According to Reuters, "U.S. privacy concerns would have led to an investigation into some of Opera's products that risked delaying the acquisition for up to a year." As a result, the involved parties to bypass regulatory issues by buying parts of Opera-- specifically its mobile phone and desktop computer browser business, performance and privacy apps division, technology licensing business and a stake in Chinese joint venture nHorizon-- for $500 million.
Not acquired are the Opera advertising and marketing business, TV operations and game-related apps.
"According to what we know, it was because of Opera's other services, and involves very many users' privacy. This would be extremely rigorously investigated during the U.S. government's audit and probably would have delayed the entire acquisition process by 6 months to a year," Kunlun tells Reuters. "So we opted for a better method, and chose Opera's core assets, namely the consumer business, as the target of the acquisition. That greatly accelerates the acquisition process."
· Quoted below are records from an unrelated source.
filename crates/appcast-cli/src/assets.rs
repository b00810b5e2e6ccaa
//! Batch signing of release assets and the feeds that list them.

use std::path::{Path, PathBuf};

use appcast_config::{SecretString, SignerConfig};
use appcast_crypto::{CryptoError, CryptoResult, Purpose, SecretKey, SignatureEngine};
use appcast_feed::{FeedError, FeedPatchOutcome, SignatureMap, patch_file};
use tracing::{debug, info, warn};

use crate::error::{CliError, CliResult};

/// One signing run.
#[derive(Debug, Clone, PartialEq, Eq)]
pub struct SignRequest {
    /// Directory holding the assets. Not searched recursively.
    pub assets_dir: PathBuf,
    /// Extensions to sign, without the dot.
    pub extensions: Vec<String>,
    /// Where the signature map is written.
    pub signatures_file: PathBuf,
    /// Feed documents to patch. Missing ones are skipped.
    pub feeds: Vec<PathBuf>,
}

impl SignRequest {
    /// Build a request from configuration, with command-line overrides.
    ///
    /// An empty `feeds` list keeps the configured feeds.
    #[must_use]
    pub fn from_config(config: &SignerConfig, assets_dir: Option<PathBuf>, feeds: Vec<PathBuf>) -> Self {
        let assets_dir = assets_dir.unwrap_or_else(|| config.signing.assets_dir.clone());
        let feeds = if feeds.is_empty() {
            config.feeds.paths.clone()
        } else {
            feeds
        };
        Self {
            signatures_file: config.signing.signatures_path(&assets_dir),
            extensions: config.signing.extensions.clone(),
            assets_dir,
            feeds,
        }
    }
}

/// An asset that could not be signed.
#[derive(Debug, Clone, PartialEq, Eq)]
pub struct AssetFailure {
    /// File name of the asset.
    pub asset: String,
    /// `SigningFailed` or `BackendUnavailable`.
    pub error: CryptoError,
}

/// What happened to one feed document.
#[derive(Debug)]
pub enum FeedStatus {
    /// The feed was read and, if anything matched, rewritten.
    Patched(FeedPatchOutcome),
    /// The feed does not exist.
    Missing(PathBuf),
    /// The feed could not be updated; it is unchanged on disk.
    Failed(FeedError),
}

/// Result of a completed signing run.
#[derive(Debug)]
pub struct SigningReport {
    /// Backend used, if one could be selected.
    pub backend: Option<&'static str>,
    /// Signatures of the assets that were signed.
    pub signatures: SignatureMap,
    /// Where the map was written.
    pub signatures_file: PathBuf,
    /// Assets that could not be signed.
    pub failures: Vec<AssetFailure>,
    /// Per-feed results, in request order.
    pub feeds: Vec<FeedStatus>,
}

/// Outcome of [`sign_assets`].
#[derive(Debug)]
pub enum SignOutcome {
    /// No secret was provided; nothing was read or written.
    Skipped,
    /// The batch ran.
    Completed(SigningReport),
}

/// Sign every matching asset, save the signature map and patch the feeds.
///
/// The backend is probed once, after the assets directory is known to exist.
///
/// # Errors
///
/// See [`sign_assets_with`].
pub fn sign_assets(request: &SignRequest, secret: Option<&SecretString>) -> CliResult<SignOutcome> {
    sign_assets_with(request, secret, || SignatureEngine::select(Purpose::Signing))
}

/// [`sign_assets`] with an explicit backend selection.
///
/// Per-asset failures and feed failures are collected in the report.
///
/// # Errors
///
/// Returns [`CliError::AssetsDirMissing`] if the assets directory does not
/// exist, [`CliError::Io`] if it cannot be listed, and [`CliError::Feed`]
/// if the signature map cannot be written.
pub fn sign_assets_with(
    request: &SignRequest,
    secret: Option<&SecretString>,
    select: impl FnOnce() -> CryptoResult<SignatureEngine>,
) -> CliResult<SignOutcome> {
    let Some(secret) = secret.filter(|s| !s.expose().trim().is_empty()) else {
        warn!("no signing key provided; skipping signature generation");
        return Ok(SignOutcome::Skipped);
    };

    if !request.assets_dir.is_dir() {
        return Err(CliError::AssetsDirMissing {
            path: request.assets_dir.clone(),
        });
    }

    let assets = discover_assets(request).map_err(CliError::io(&request.assets_dir))?;
    info!(count = assets.len(), dir = %request.assets_dir.display(), "signing assets");

    let signer = select().and_then(|engine| {
        let key = SecretKey::parse(secret.expose()).map_err(CryptoError::into_signing_failure)?;
        Ok((engine, key))
    });
    match &signer {
        Ok((engine, _)) => debug!(backend = engine.backend_name(), "signing backend selected"),
        Err(e) => warn!(error = %e, "no usable signer; every asset will fail"),
    }

    let mut signatures = SignatureMap::new();
    let mut failures = Vec::new();

    for (name, path) in assets {
        let result = match &signer {
            Ok((engine, key)) => engine.sign_file(&path, key),
            Err(e) => Err(e.clone()),
        };
        match result {
            Ok(signature) => {
                info!(asset = %name, "signed");
                signatures.insert(name, signature.to_base64());
            },
            Err(error) => {
                warn!(asset = %name, error = %error, "could not sign asset");
                failures.push(AssetFailure { asset: name, error });
            },
        }
    }

    signatures.save(&request.signatures_file)?;
    info!(path = %request.signatures_file.display(), count = signatures.len(), "saved signatures");

    let feeds = request
        .feeds
        .iter()
        .map(|path| patch_feed(path, &signatures))
        .collect();

    Ok(SignOutcome::Completed(SigningReport {
        backend: signer.as_ref().ok().map(|(engine, _)| engine.backend_name()),
        signatures,
        signatures_file: request.signatures_file.clone(),
        failures,
        feeds,
    }))
}

fn patch_feed(path: &Path, signatures: &SignatureMap) -> FeedStatus {
    if !path.exists() {
        debug!(path = %path.display(), "feed not found, skipping");
        return FeedStatus::Missing(path.to_path_buf());
    }
    match patch_file(path, signatures) {
        Ok(outcome) => FeedStatus::Patched(outcome),
        Err(e) => {
            warn!(error = %e, "feed left unchanged");
            FeedStatus::Failed(e)
        },
    }
}

/// Regular files in the assets directory with a configured extension,
/// sorted by name. The signature map itself is never listed.
fn discover_assets(request: &SignRequest) -> std::io::Result<Vec<(String, PathBuf)>> {
    let suffixes: Vec<String> = request.extensions.iter().map(|ext| format!(".{ext}")).collect();
    let mut assets = Vec::new();

    for entry in std::fs::read_dir(&request.assets_dir)? {
        let path = entry?.path();
        if !path.is_file() || path == request.signatures_file {
            continue;
        }
        let Some(name) = path.file_name().and_then(|n| n.to_str()) else {
            warn!(path = %path.display(), "skipping asset with a non UTF-8 name");
            continue;
        };
        if suffixes.iter().any(|suffix| name.len() > suffix.len() && name.ends_with(suffix.as_str())) {
            assets.push((name.to_owned(), path.clone()));
        }
    }

    assets.sort_by(|a, b| a.0.cmp(&b.0));
    Ok(assets)
}
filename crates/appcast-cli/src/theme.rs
//! CLI theme and styling.

use colored::Colorize;

/// Console styling for operator-facing messages.
pub struct Theme;

impl Theme {
    /// Format a header.
    #[must_use]
    pub fn header(text: &str) -> String {
        format!("{}", text.bold().cyan())
    }

    /// Format a success message.
    #[must_use]
    pub fn success(text: &str) -> String {
        format!("{} {}", "✓".green(), text)
    }

    /// Format an error message.
    #[must_use]
    pub fn error(text: &str) -> String {
        format!("{} {}", "✗".red(), text.red())
    }

    /// Format a warning message.
    #[must_use]
    pub fn warning(text: &str) -> String {
        format!("{} {}", "!".yellow(), text.yellow())
    }

    /// Format an info message.
    #[must_use]
    pub fn info(text: &str) -> String {
        format!("{} {}", "i".blue(), text)
    }

    /// Format a dimmed message.
    #[must_use]
    pub fn dimmed(text: &str) -> String {
        format!("{}", text.dimmed())
    }

    /// Format a key-value pair.
    #[must_use]
    pub fn kv(key: &str, value: &str) -> String {
        format!("  {:<13} {}", format!("{key}:").bold(), value)
    }

    /// Format a separator line.
    #[must_use]
    pub fn separator() -> String {
        "━".repeat(50).dimmed().to_string()
    }
}
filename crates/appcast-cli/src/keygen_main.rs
//! `appcast-keygen`: generate the Ed25519 key pair used to sign Sparkle updates.

#![deny(unsafe_code)]
#![deny(missing_docs)]
#![deny(clippy::all)]
#![deny(clippy::unwrap_used)]

use std::path::PathBuf;
use std::process;

use anyhow::Result;
use appcast_cli::bootstrap;
use appcast_cli::instructions::SECURITY_NOTES;
use appcast_cli::keygen::{KeygenRequest, generate_keys};
use appcast_cli::theme::Theme;
use appcast_crypto::{Purpose, SignatureEngine};
use clap::Parser;

/// Generate an Ed25519 key pair for signing Sparkle updates
#[derive(Parser)]
#[command(name = "appcast-keygen", version, about, long_about = None)]
struct Cli {
    /// Directory to write the key files to
    #[arg(default_value = ".")]
    output_dir: PathBuf,

    /// Replace an existing private key
    #[arg(long)]
    force: bool,

    /// Configuration file
    #[arg(long, env = "APPCAST_SIGNER_CONFIG")]
    config: Option<PathBuf>,

    /// Enable verbose output
    #[arg(short, long)]
    verbose: bool,
}

fn main() {
    let cli = Cli::parse();
    if let Err(e) = run(&cli) {
        eprintln!("{}", Theme::error(&format!("{e:#}")));
        process::exit(1);
    }
}

fn run(cli: &Cli) -> Result<()> {
    let config = bootstrap::init(cli.config.as_deref(), cli.verbose)?;

    println!("{}", Theme::header("Generating Ed25519 key pair for Sparkle updates"));
    let engine = SignatureEngine::select(Purpose::KeyGeneration)?;

    let request = KeygenRequest::from_config(&config, &cli.output_dir, cli.force);
    let generated = generate_keys(&engine, &request)?;

    println!("{}", Theme::success("Keys generated"));
    println!("{}", Theme::kv("Backend", generated.backend));
    println!("{}", Theme::kv("Key ID", &generated.key_id));
    println!("{}", Theme::kv("Private key", &generated.private_key_file.display().to_string()));
    println!("{}", Theme::kv("Public key", &generated.public_key_file.display().to_string()));
    println!();

    println!("{}", Theme::header("Setup"));
    println!("{}", Theme::separator());
    println!("1. Info.plist configuration:\n");
    println!("{}", generated.snippet);
    println!("{}", Theme::info(&format!("Snippet saved to {}", generated.snippet_file.display())));
    println!();
    println!("2. CI secret ({}):", config.signing.secret_env);
    println!("{}", Theme::info(&format!("Instructions saved to {}", generated.guide_file.display())));
    println!();

    println!("{}", Theme::warning("Security notes:"));
    for note in SECURITY_NOTES {
        println!("   - {note}");
    }
    Ok(())
}
//! Error types for the signing flows.

use std::path::PathBuf;

use appcast_crypto::CryptoError;
use appcast_feed::FeedError;
use thiserror::Error;

/// Errors that abort a whole run.
#[derive(Debug, Error)]
pub enum CliError {
    /// Key generation would replace an existing private key.
    #[error("{} already exists; pass --force to replace it", path.display())]
    KeyFileExists {
        /// The existing private key file.
        path: PathBuf,
    },

    /// The assets directory is missing or not a directory.
    #[error("assets directory {} does not exist", path.display())]
    AssetsDirMissing {
        /// The configured assets directory.
        path: PathBuf,
    },

    /// Key generation or key parsing failed.
    #[error(transparent)]
    Crypto(#[from] CryptoError),

    /// The signature map could not be read or written.
    #[error(transparent)]
    Feed(#[from] FeedError),

    /// A file operation failed.
    #[error("{}: {source}", path.display())]
    Io {
        /// File or directory involved.
        path: PathBuf,
        /// Underlying I/O error.
        #[source]
        source: std::io::Error,
    },
}

impl CliError {
    pub(crate) fn io(path: impl Into<PathBuf>) -> impl FnOnce(std::io::Error) -> Self {
        let path = path.into();
        move |source| Self::Io { path, source }
    }
}

/// Result type for the signing flows.
pub type CliResult<T> = Result<T, CliError>;
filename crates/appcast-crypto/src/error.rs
//! Cryptographic error types.

use thiserror::Error;

/// Errors that can occur during key generation, signing and verification.
#[derive(Debug, Clone, PartialEq, Eq, Error)]
pub enum CryptoError {
    /// No signing backend could be found.
    #[error("no signing backend available (tried: {})", attempted.join(", "))]
    BackendUnavailable {
        /// Backends that were probed, in order.
        attempted: Vec<String>,
    },

    /// Signing an asset failed.
    #[error("signing failed: {0}")]
    SigningFailed(String),

    /// An external signing tool failed or produced unusable output.
    #[error("{tool} failed: {reason}")]
    ToolFailed {
        /// Tool name.
        tool: String,
        /// What went wrong.
        reason: String,
    },

    /// Key generation failed.
    #[error("key generation failed: {0}")]
    KeyGenerationFailed(String),

    /// Invalid key length.
    #[error("invalid key length: expected {expected}, got {actual}")]
    InvalidKeyLength {
        /// Expected length in bytes.
        expected: usize,
        /// Actual length in bytes.
        actual: usize,
    },

    /// Invalid signature length.
    #[error("invalid signature length: expected {expected}, got {actual}")]
    InvalidSignatureLength {
        /// Expected length in bytes.
        expected: usize,
        /// Actual length in bytes.
        actual: usize,
    },

    /// Invalid public key.
    #[error("invalid public key: {0}")]
    InvalidPublicKey(String),

    /// Invalid base64 encoding.
    #[error("invalid base64 encoding")]
    InvalidBase64Encoding,

    /// Signature verification failed.
    #[error("signature verification failed")]
    SignatureVerificationFailed,

    /// I/O error (e.g. writing the transient key file).
    #[error("I/O error: {0}")]
    IoError(String),
}

impl CryptoError {
    /// Fold any error raised while signing into [`CryptoError::SigningFailed`].
    ///
    /// Callers that report per-asset failures only distinguish "signed" from
    /// "not signed"; the original cause is kept in the message.
    #[must_use]
    pub fn into_signing_failure(self) -> Self {
        match self {
            Self::SigningFailed(_) | Self::BackendUnavailable { .. } => self,
            other => Self::SigningFailed(other.to_string()),
        }
    }
}

impl From<std::io::Error> for CryptoError {
    fn from(e: std::io::Error) -> Self {
        Self::IoError(e.to_string())
    }
}

/// Result type for cryptographic operations.
pub type CryptoResult<T> = Result<T, CryptoError>;
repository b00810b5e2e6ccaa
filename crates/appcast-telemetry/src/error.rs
//! Telemetry error types.

use thiserror::Error;

/// Errors that can occur with telemetry operations.
#[derive(Debug, Error)]
pub enum TelemetryError {
    /// Configuration error.
    #[error("Configuration error: {0}")]
    ConfigError(String),

    /// Initialization error.
    #[error("Initialization error: {0}")]
    InitError(String),
}

/// Result type for telemetry operations.
pub type TelemetryResult<T> = Result<T, TelemetryError>;
//! Pipeline configuration presets
//!
//! Provides configurations tuned for common batch shapes: plain HTTP,
//! TLS, aggressive fail-fast runs and object-storage metadata sweeps.

use std::time::Duration;

use super::PipelineConfig;
use super::timeouts::TimeoutConfig;
use super::validation::ConfigDefaults;
use crate::retry::RetryPolicy;

impl PipelineConfig {
    /// TLS configuration for `host:443`.
    #[must_use]
    pub fn tls(host: impl Into<String>) -> Self {
        Self::new(host).with_tls(true)
    }

    /// Fail-fast preset
    ///
    /// Short timeouts with more, quicker attempts. Suited to interactive
    /// tools where a stuck connection should be abandoned early.
    ///
    /// # Examples
    /// ```
    /// use hpipe_client::config::PipelineConfig;
    ///
    /// let config = PipelineConfig::aggressive("example.com");
    /// assert_eq!(config.retry.max_attempts, 5);
    /// ```
    #[must_use]
    pub fn aggressive(host: impl Into<String>) -> Self {
        Self {
            timeouts: TimeoutConfig::aggressive(),
            retry: RetryPolicy::aggressive(),
            ..Self::new(host)
        }
    }

    /// Object-storage preset
    ///
    /// Thousands of HEAD/GET requests against one bucket endpoint: TLS,
    /// full pipeline depth and short backoff.
    ///
    /// # Examples
    /// ```
    /// use hpipe_client::config::PipelineConfig;
    ///
    /// let config = PipelineConfig::object_storage("bucket.s3.amazonaws.com");
    /// assert!(config.use_tls);
    /// assert_eq!(config.port, 443);
    /// assert_eq!(config.max_pipeline_depth, 1000);
    /// ```
    #[must_use]
    pub fn object_storage(host: impl Into<String>) -> Self {
        Self {
            max_pipeline_depth: ConfigDefaults::MAX_PIPELINE_DEPTH,
            retry: RetryPolicy {
                backoff_base: Duration::from_millis(50),
                max_backoff: Duration::from_secs(5),
                ..RetryPolicy::default()
            },
            timeouts: TimeoutConfig {
                read_timeout: Duration::from_secs(10),
                ..TimeoutConfig::default()
            },
            ..Self::tls(host)
        }
    }
}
Why would a group a Chinese companies want to buy a Norwegian company best known for an obscure web browser? Opera also offers the SurfEasy VPN service and owns a range of IP covering mobile and slimline web browsers for smart devices. As such, it owns technology attractive to companies wanting to rival current Chinese giants Alibaba and Tencent, as well as expand into emerging Asian and African markets.
However the deal left Opera disappointed, leading to falling share prices despite a promise of an "extraordinary dividend" payment to shareholders. Either way the deal should close by end Q3 2016.